The trial lasted from 10th March to 8th May, and it may be some time before a decision is handed down. For claimants, looking to keep funders onside and pressure the defendant to reach a negotiated settlement, these protracted timelines can be a real communications challenge. This case was filed in August 2022 and only came to trial this year. These kinds of delays are common in large consumer class actions, the Student Group Claim against universities was launched in October 2022, but only received its first settlement (UCL) in February this year.

So, how do claimants keep the class, funders, and the press engaged and maintain the pressure on the defendant?

It’s easy to look at the time from filing to trial as a period of quiet preparation, with little to say to the press and few levers to pull to pressure the other side to settle. This early stage is actually an excellent chance to take the initiative and win over journalists, funders, the public, and any other stakeholders before the defendant can.

In the Sony CAT claim, there were 4 CMCs (Case Management Conferences) from the case registration to the trial’s start. Each of these presents the claimant with a chance to shape the narrative. If a CMC is intended to deal with disclosure for example, one might frame it to journalists as an event that could force Sony’s internal correspondence and commercial strategy into the public eye.

The Collective Proceedings Order (CPO) can also be positively framed to the press. The CPO, the claimants’ team should emphasise, is itself a victory, as it allows an entire class of claimants, whether opt-in or opt-out, to take their claim forward.

Between these legal developments, claimants can continue to make their case and keep the dispute in the public eye. A large corporate being sued can’t just pause their normal activities and focus fully on the legal case. AGMs, investor updates, and corporate news like c-suite hires and product launches still need to take place; they shouldn’t take place uninterrupted. The claimants should use these chances to put the case back in the public eye, and signal to the media and defendant’s stakeholders that all their apparently BAU activities are overshadowed by a serious and unshakeable legal claim.

For all the chances to keep the trial in the public eye, there will inevitably be times when there is no news. This gives the claimants a chance to slow down and plan for the next stage.

Even if journalists won’t be writing about the claim, claimants must continue engaging with them. With the pace slowed down, now is the chance to brief journalists in more depth, setting up chats with the lawyers leading the claim, or event some of the claimants themselves.

By clearly communicating the key arguments and the human stories behind them to journalists, claimant law firms, funders, and PR teams can build credibility and goodwill when there is less time pressure, familiarising the media with the complexities of a claim so that – when the next legal milestone is reached – journalists understand the case and can focus their reporting and questions on key new details.

After the trial ends, it will be some time before a decision is handed down. In the trucks cartel case, the CAT hearing took place in late April 2021, but the judgment did not appear until 8th June 2022.
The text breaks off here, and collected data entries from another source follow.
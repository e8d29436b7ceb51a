//! Client configuration.
//!
//! `DspConfig` can be built directly or loaded from TOML:
//!
//! ```toml
//! [dsp]
//! block_map_file = "site.bmap"
//! device_refresh_interval = 5
//! skip_block_types = ["GraphicEqualizer"]
//! ```
//!
//! Every field is optional; the refresh interval must be at least 1 second.

use std::path::{Path, PathBuf};

use serde::Deserialize;
use thiserror::Error;

/// Default device refresh interval in seconds.
pub const DEFAULT_REFRESH_INTERVAL_SECS: u64 = 5;

// ---------------------------------------------------------------------------
// Config
// ---------------------------------------------------------------------------

#[derive(Debug, Clone)]
pub struct DspConfig {
    /// Block map cache file. `None` disables the cache and always discovers.
    pub block_map_file: Option<PathBuf>,
    /// Poll interval for non-subscribable device attributes, in seconds (>= 1).
    pub device_refresh_interval: u64,
    /// Block type names to leave uninstantiated (speeds up startup on
    /// configurations with many unused blocks).
    pub skip_block_types: Vec<String>,
}

impl Default for DspConfig {
    fn default() -> Self {
        DspConfig {
            block_map_file: None,
            device_refresh_interval: DEFAULT_REFRESH_INTERVAL_SECS,
            skip_block_types: Vec::new(),
        }
    }
}

// ---------------------------------------------------------------------------
// Raw TOML deserialization types (with Option for optional fields)
// ---------------------------------------------------------------------------

#[derive(Debug, Deserialize)]
struct RawConfig {
    dsp: Option<RawDspConfig>,
}

#[derive(Debug, Deserialize)]
struct RawDspConfig {
    block_map_file: Option<String>,
    device_refresh_interval: Option<u64>,
    skip_block_types: Option<Vec<String>>,
}

// ---------------------------------------------------------------------------
// Errors
// ---------------------------------------------------------------------------

#[derive(Debug, Error)]
pub enum ConfigError {
    #[error("reading config file: {0}")]
    Io(#[from] std::io::Error),
    #[error("parsing config: {0}")]
    Parse(#[from] toml::de::Error),
    #[error("invalid config value: {0}")]
    InvalidValue(String),
}

// ---------------------------------------------------------------------------
// Loading
// ---------------------------------------------------------------------------

impl DspConfig {
    pub fn from_toml_path(path: &Path) -> Result<Self, ConfigError> {
        let text = std::fs::read_to_string(path)?;
        Self::from_toml_str(&text)
    }

    pub fn from_toml_str(toml_str: &str) -> Result<Self, ConfigError> {
        let raw: RawConfig = toml::from_str(toml_str)?;
        let raw = raw.dsp.unwrap_or(RawDspConfig {
            block_map_file: None,
            device_refresh_interval: None,
            skip_block_types: None,
        });

        let device_refresh_interval = raw
            .device_refresh_interval
            .unwrap_or(DEFAULT_REFRESH_INTERVAL_SECS);
        if device_refresh_interval < 1 {
            return Err(ConfigError::InvalidValue(format!(
                "device_refresh_interval must be >= 1, got {}",
                device_refresh_interval
            )));
        }

        Ok(DspConfig {
            block_map_file: raw.block_map_file.map(PathBuf::from),
            device_refresh_interval,
            skip_block_types: raw.skip_block_types.unwrap_or_default(),
        })
    }
}

// ---------------------------------------------------------------------------
// Unit tests
// ---------------------------------------------------------------------------
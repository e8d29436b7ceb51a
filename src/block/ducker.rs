//! Ducker block: a compound of scalar sense/threshold/timing attributes.
//!
//! Nothing here is subscribable, and practically everything is runtime
//! status, so the block re-queries the full scalar set on construction and
//! on every manual `refresh_status`. The attribute helper stays empty —
//! there is no immutable topology worth caching.

use std::sync::{Arc, Mutex};

use tracing::debug;
use ttp_protocol::TtpResponse;

use crate::block::{BlockCtx, BlockError, BlockOps, InitHelper};
use crate::session::command::CommandError;
use crate::session::subscription::{PublishUpdate, SubscribeSpec, SubscriptionSink};

/// Current ducker status. `None` until the first query completes.
#[derive(Debug, Clone, Default, PartialEq)]
pub struct DuckerState {
    pub mix_sense: Option<bool>,
    pub sense_level: Option<f64>,
    pub sense_mute: Option<bool>,
    pub threshold: Option<f64>,
    pub ducking_level: Option<f64>,
    pub attack_time: Option<f64>,
    pub release_time: Option<f64>,
    pub input_mute: Option<bool>,
    pub input_level: Option<f64>,
    pub min_input_level: Option<f64>,
    pub max_input_level: Option<f64>,
    pub bypass: Option<bool>,
}

pub struct Ducker {
    ctx: BlockCtx,
    state: Mutex<DuckerState>,
}

impl Ducker {
    pub const VERSION: &'static str = "0.1.0";

    pub(crate) async fn create(
        ctx: BlockCtx,
        _helper: Option<&serde_json::Value>,
    ) -> Result<Arc<Self>, BlockError> {
        let block = Ducker {
            ctx,
            state: Mutex::new(DuckerState::default()),
        };
        block.query_status().await?;
        Ok(Arc::new(block))
    }

    async fn query_status(&self) -> Result<(), BlockError> {
        let state = DuckerState {
            mix_sense: Some(self.ctx.get_bool("mixSense", None).await?),
            sense_level: Some(self.ctx.get_float("senseLevel", None).await?),
            sense_mute: Some(self.ctx.get_bool("senseMute", None).await?),
            threshold: Some(self.ctx.get_float("threshold", None).await?),
            ducking_level: Some(self.ctx.get_float("duckingLevel", None).await?),
            attack_time: Some(self.ctx.get_float("attackTime", None).await?),
            release_time: Some(self.ctx.get_float("releaseTime", None).await?),
            input_mute: Some(self.ctx.get_bool("inputMute", None).await?),
            input_level: Some(self.ctx.get_float("inputLevel", None).await?),
            min_input_level: Some(self.ctx.get_float("minInputLevel", None).await?),
            max_input_level: Some(self.ctx.get_float("maxInputLevel", None).await?),
            bypass: Some(self.ctx.get_bool("bypass", None).await?),
        };
        *self.state.lock().expect("ducker state lock") = state;
        Ok(())
    }

    /// Manually re-poll the block's status attributes.
    pub async fn refresh_status(&self) -> Result<(), BlockError> {
        self.query_status().await
    }

    /// Snapshot of the current scalar state.
    pub fn state(&self) -> DuckerState {
        self.state.lock().expect("ducker state lock").clone()
    }

    async fn set_bool(
        &self,
        attribute: &str,
        value: bool,
        apply: impl Fn(&mut DuckerState),
    ) -> Result<TtpResponse, CommandError> {
        let response = self.ctx.set(attribute, None, value).await?;
        if response.is_ok() {
            apply(&mut self.state.lock().expect("ducker state lock"));
        }
        Ok(response)
    }

    async fn set_float(
        &self,
        attribute: &str,
        value: f64,
        apply: impl Fn(&mut DuckerState),
    ) -> Result<TtpResponse, CommandError> {
        let response = self.ctx.set(attribute, None, value).await?;
        if response.is_ok() {
            apply(&mut self.state.lock().expect("ducker state lock"));
        }
        Ok(response)
    }

    pub async fn set_bypass(&self, value: bool) -> Result<TtpResponse, CommandError> {
        self.set_bool("bypass", value, |s| s.bypass = Some(value)).await
    }

    pub async fn set_mix_sense(&self, value: bool) -> Result<TtpResponse, CommandError> {
        self.set_bool("mixSense", value, |s| s.mix_sense = Some(value))
            .await
    }

    pub async fn set_sense_level(&self, value: f64) -> Result<TtpResponse, CommandError> {
        self.set_float("senseLevel", value, |s| s.sense_level = Some(value))
            .await
    }

    pub async fn set_sense_mute(&self, value: bool) -> Result<TtpResponse, CommandError> {
        self.set_bool("senseMute", value, |s| s.sense_mute = Some(value))
            .await
    }

    pub async fn set_threshold(&self, value: f64) -> Result<TtpResponse, CommandError> {
        self.set_float("threshold", value, |s| s.threshold = Some(value))
            .await
    }

    pub async fn set_ducking_level(&self, value: f64) -> Result<TtpResponse, CommandError> {
        self.set_float("duckingLevel", value, |s| s.ducking_level = Some(value))
            .await
    }

    pub async fn set_attack_time(&self, value: f64) -> Result<TtpResponse, CommandError> {
        self.set_float("attackTime", value, |s| s.attack_time = Some(value))
            .await
    }

    pub async fn set_release_time(&self, value: f64) -> Result<TtpResponse, CommandError> {
        self.set_float("releaseTime", value, |s| s.release_time = Some(value))
            .await
    }

    pub async fn set_input_mute(&self, value: bool) -> Result<TtpResponse, CommandError> {
        self.set_bool("inputMute", value, |s| s.input_mute = Some(value))
            .await
    }

    pub async fn set_input_level(&self, value: f64) -> Result<TtpResponse, CommandError> {
        self.set_float("inputLevel", value, |s| s.input_level = Some(value))
            .await
    }

    pub async fn set_min_input_level(&self, value: f64) -> Result<TtpResponse, CommandError> {
        self.set_float("minInputLevel", value, |s| s.min_input_level = Some(value))
            .await
    }

    pub async fn set_max_input_level(&self, value: f64) -> Result<TtpResponse, CommandError> {
        self.set_float("maxInputLevel", value, |s| s.max_input_level = Some(value))
            .await
    }
}

impl SubscriptionSink for Ducker {
    fn subscription_callback(&self, update: &PublishUpdate) {
        debug!(
            block_id = %self.ctx.block_id,
            subscribe_type = %update.subscribe_type,
            "unexpected subscription update for polled block"
        );
    }
}

impl BlockOps for Ducker {
    fn block_id(&self) -> &str {
        &self.ctx.block_id
    }

    fn type_name(&self) -> &'static str {
        "Ducker"
    }

    fn export_init_helper(&self) -> InitHelper {
        // All ducker attributes are runtime status; nothing to cache.
        InitHelper::new(Self::VERSION, serde_json::json!({}))
    }

    fn base_subscriptions(&self) -> Vec<SubscribeSpec> {
        Vec::new()
    }
}
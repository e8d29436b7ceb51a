//! Source selector block.
//!
//! Holds a set of selectable sources (indexed from 1), one output with its
//! own mute and level, and a scalar selected-source where 0 means "nothing
//! selected". In stereo mode the device reports channel-pair counts, so
//! the effective source/output counts are half the raw `numInputs` /
//! `numOutputs`.

use std::collections::BTreeMap;
use std::sync::{Arc, Mutex};

use serde::{Deserialize, Serialize};
use tracing::{debug, error, warn};
use ttp_protocol::TtpResponse;

use crate::block::{BlockCtx, BlockError, BlockOps, InitHelper};
use crate::session::command::CommandError;
use crate::session::subscription::{PublishUpdate, SubscribeSpec, SubscriptionSink};

/// One selectable source.
#[derive(Debug, Clone, PartialEq, Serialize, Deserialize)]
pub struct Source {
    pub index: u32,
    #[serde(default, skip_serializing_if = "Option::is_none")]
    pub label: Option<String>,
    #[serde(default, skip_serializing_if = "Option::is_none")]
    pub min_level: Option<f64>,
    #[serde(default, skip_serializing_if = "Option::is_none")]
    pub max_level: Option<f64>,

    // Status, never persisted.
    #[serde(skip)]
    pub level: Option<f64>,
    #[serde(skip)]
    pub selected: bool,
}

#[derive(Debug, Default)]
struct SelectorStatus {
    muted: bool,
    selected_source: u32,
    output_level: Option<f64>,
    sources: BTreeMap<u32, Source>,
}

#[derive(Debug, Serialize, Deserialize)]
struct SelectorHelper {
    stereo: bool,
    num_input: u32,
    num_output: u32,
    sources: BTreeMap<u32, Source>,
    min_output_level: Option<f64>,
    max_output_level: Option<f64>,
}

pub struct SourceSelector {
    ctx: BlockCtx,
    stereo: bool,
    num_input: u32,
    num_output: u32,
    min_output_level: Option<f64>,
    max_output_level: Option<f64>,
    status: Mutex<SelectorStatus>,
}

impl SourceSelector {
    pub const VERSION: &'static str = "0.2.0";

    pub(crate) async fn create(
        ctx: BlockCtx,
        helper: Option<&serde_json::Value>,
    ) -> Result<Arc<Self>, BlockError> {
        let restored = helper.and_then(|h| {
            match serde_json::from_value::<SelectorHelper>(h.clone()) {
                Ok(parsed) if !parsed.sources.is_empty() => Some(parsed),
                Ok(_) => None,
                Err(e) => {
                    warn!(error = %e, "cannot use initialization helper, querying instead");
                    None
                }
            }
        });
        let block = match restored {
            Some(parsed) => SourceSelector {
                ctx,
                stereo: parsed.stereo,
                num_input: parsed.num_input,
                num_output: parsed.num_output,
                min_output_level: parsed.min_output_level,
                max_output_level: parsed.max_output_level,
                status: Mutex::new(SelectorStatus {
                    sources: parsed.sources,
                    ..SelectorStatus::default()
                }),
            },
            None => Self::query_attributes(ctx).await?,
        };
        Ok(Arc::new(block))
    }

    async fn query_attributes(ctx: BlockCtx) -> Result<Self, BlockError> {
        let stereo = ctx.get_bool("stereoEnable", None).await?;
        let mut num_input = ctx.get_int("numInputs", None).await?.max(0) as u32;
        let mut num_output = ctx.get_int("numOutputs", None).await?.max(0) as u32;
        let muted = ctx.get_bool("outputMute", None).await?;

        // Stereo pairs: the device counts per physical channel.
        if stereo {
            num_input /= 2;
            num_output /= 2;
        }

        let mut sources = BTreeMap::new();
        for index in 1..=num_input {
            sources.insert(
                index,
                Source {
                    index,
                    label: Some(ctx.get_label("label", Some(index)).await?),
                    min_level: Some(ctx.get_float("sourceMinLevel", Some(index)).await?),
                    max_level: Some(ctx.get_float("sourceMaxLevel", Some(index)).await?),
                    level: None,
                    selected: false,
                },
            );
        }

        let min_output_level = Some(ctx.get_float("outputMinLevel", None).await?);
        let max_output_level = Some(ctx.get_float("outputMaxLevel", None).await?);

        Ok(SourceSelector {
            ctx,
            stereo,
            num_input,
            num_output,
            min_output_level,
            max_output_level,
            status: Mutex::new(SelectorStatus {
                muted,
                selected_source: 0,
                output_level: None,
                sources,
            }),
        })
    }

    pub fn stereo(&self) -> bool {
        self.stereo
    }

    pub fn num_input(&self) -> u32 {
        self.num_input
    }

    pub fn num_output(&self) -> u32 {
        self.num_output
    }

    pub fn min_output_level(&self) -> Option<f64> {
        self.min_output_level
    }

    pub fn max_output_level(&self) -> Option<f64> {
        self.max_output_level
    }

    pub fn muted(&self) -> bool {
        self.status.lock().expect("selector status lock").muted
    }

    /// Currently selected source index; 0 means no selection.
    pub fn selected_source(&self) -> u32 {
        self.status
            .lock()
            .expect("selector status lock")
            .selected_source
    }

    pub fn output_level(&self) -> Option<f64> {
        self.status.lock().expect("selector status lock").output_level
    }

    /// Snapshot of the source table.
    pub fn sources(&self) -> BTreeMap<u32, Source> {
        self.status
            .lock()
            .expect("selector status lock")
            .sources
            .clone()
    }

    pub async fn set_output_mute(&self, value: bool) -> Result<TtpResponse, CommandError> {
        let response = self.ctx.set("outputMute", None, value).await?;
        if response.is_ok() {
            self.status.lock().expect("selector status lock").muted = value;
        }
        Ok(response)
    }

    pub async fn set_output_level(&self, value: f64) -> Result<TtpResponse, CommandError> {
        let response = self.ctx.set("outputLevel", None, value).await?;
        if response.is_ok() {
            self.status
                .lock()
                .expect("selector status lock")
                .output_level = Some(value);
        }
        Ok(response)
    }

    /// Select a source, or 0 to deselect everything.
    pub async fn select_source(&self, source: u32) -> Result<TtpResponse, CommandError> {
        let response = self.ctx.set("sourceSelection", None, source).await?;
        if response.is_ok() {
            let mut status = self.status.lock().expect("selector status lock");
            apply_selection(&mut status, source);
        }
        Ok(response)
    }

    pub async fn set_source_level(
        &self,
        source: u32,
        value: f64,
    ) -> Result<TtpResponse, CommandError> {
        let response = self.ctx.set("sourceLevel", Some(source), value).await?;
        if response.is_ok()
            && let Some(entry) = self
                .status
                .lock()
                .expect("selector status lock")
                .sources
                .get_mut(&source)
        {
            entry.level = Some(value);
        }
        Ok(response)
    }
}

fn apply_selection(status: &mut SelectorStatus, selected: u32) {
    status.selected_source = selected;
    for (index, source) in status.sources.iter_mut() {
        source.selected = *index == selected;
    }
}

impl SubscriptionSink for SourceSelector {
    fn subscription_callback(&self, update: &PublishUpdate) {
        let mut status = self.status.lock().expect("selector status lock");
        match update.subscribe_type.as_str() {
            "outputMute" => {
                if let Some(muted) = update.value.as_bool() {
                    status.muted = muted;
                    debug!(block_id = %self.ctx.block_id, muted, "output mute changed");
                }
            }
            "outputLevel" => {
                if let Some(level) = update.value.as_float() {
                    status.output_level = Some(level);
                    debug!(block_id = %self.ctx.block_id, level, "output level changed");
                }
            }
            "sourceSelection" => {
                if let Some(selected) = update.value.as_int().and_then(|i| u32::try_from(i).ok()) {
                    apply_selection(&mut status, selected);
                    debug!(block_id = %self.ctx.block_id, selected, "source selection changed");
                }
            }
            "sourceLevel" => {
                let Some(index) = update.channel else {
                    warn!(block_id = %self.ctx.block_id, "sourceLevel update without channel");
                    return;
                };
                match status.sources.get_mut(&index) {
                    Some(source) => source.level = update.value.as_float(),
                    None => {
                        error!(block_id = %self.ctx.block_id, index, "source level update for unknown source");
                    }
                }
            }
            other => {
                debug!(block_id = %self.ctx.block_id, subscribe_type = other, "unhandled subscription update");
            }
        }
    }
}

impl BlockOps for SourceSelector {
    fn block_id(&self) -> &str {
        &self.ctx.block_id
    }

    fn type_name(&self) -> &'static str {
        "SourceSelector"
    }

    fn export_init_helper(&self) -> InitHelper {
        let helper = SelectorHelper {
            stereo: self.stereo,
            num_input: self.num_input,
            num_output: self.num_output,
            sources: self.sources(),
            min_output_level: self.min_output_level,
            max_output_level: self.max_output_level,
        };
        InitHelper::new(
            Self::VERSION,
            serde_json::to_value(helper).expect("helper serializes"),
        )
    }

    fn base_subscriptions(&self) -> Vec<SubscribeSpec> {
        let mut specs = vec![
            SubscribeSpec::all("outputMute"),
            SubscribeSpec::all("outputLevel"),
            SubscribeSpec::all("sourceSelection"),
        ];
        for index in self.sources().keys() {
            specs.push(SubscribeSpec::channel("sourceLevel", *index));
        }
        specs
    }
}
There is relatively little media activity which a claimant can do here, as any public pronouncement will be a hostage to fortune. As with other lulls in activity, this is the time to plan. Whatever the CAT’s judgment, on the day it is handed down you will have to deal with detailed scrutiny from journalists, and, if the judgment goes against you, difficult questions about the precedent set and the next steps the claimants are considering. A detailed scenario plan, with a coherent set of key messages and highly detailed Q&A prepared in close collaboration with your legal team is a non-negotiable as you await the judgment.

When the CAT judgment on Sony is handed down, the claimants will have to work extremely hard to keep the case in the public eye. Activity must happen at every stage of the process, and the claimants cannot afford to pause their media relations activity at any time of a dispute. Even when there appears to be no news, continuing to brief journalists, finding novel ways to keep the dispute in the headlines, and put pressure on the defendants is vital for influencing perceptions of the claim and increasing the likelihood that the matter is settled.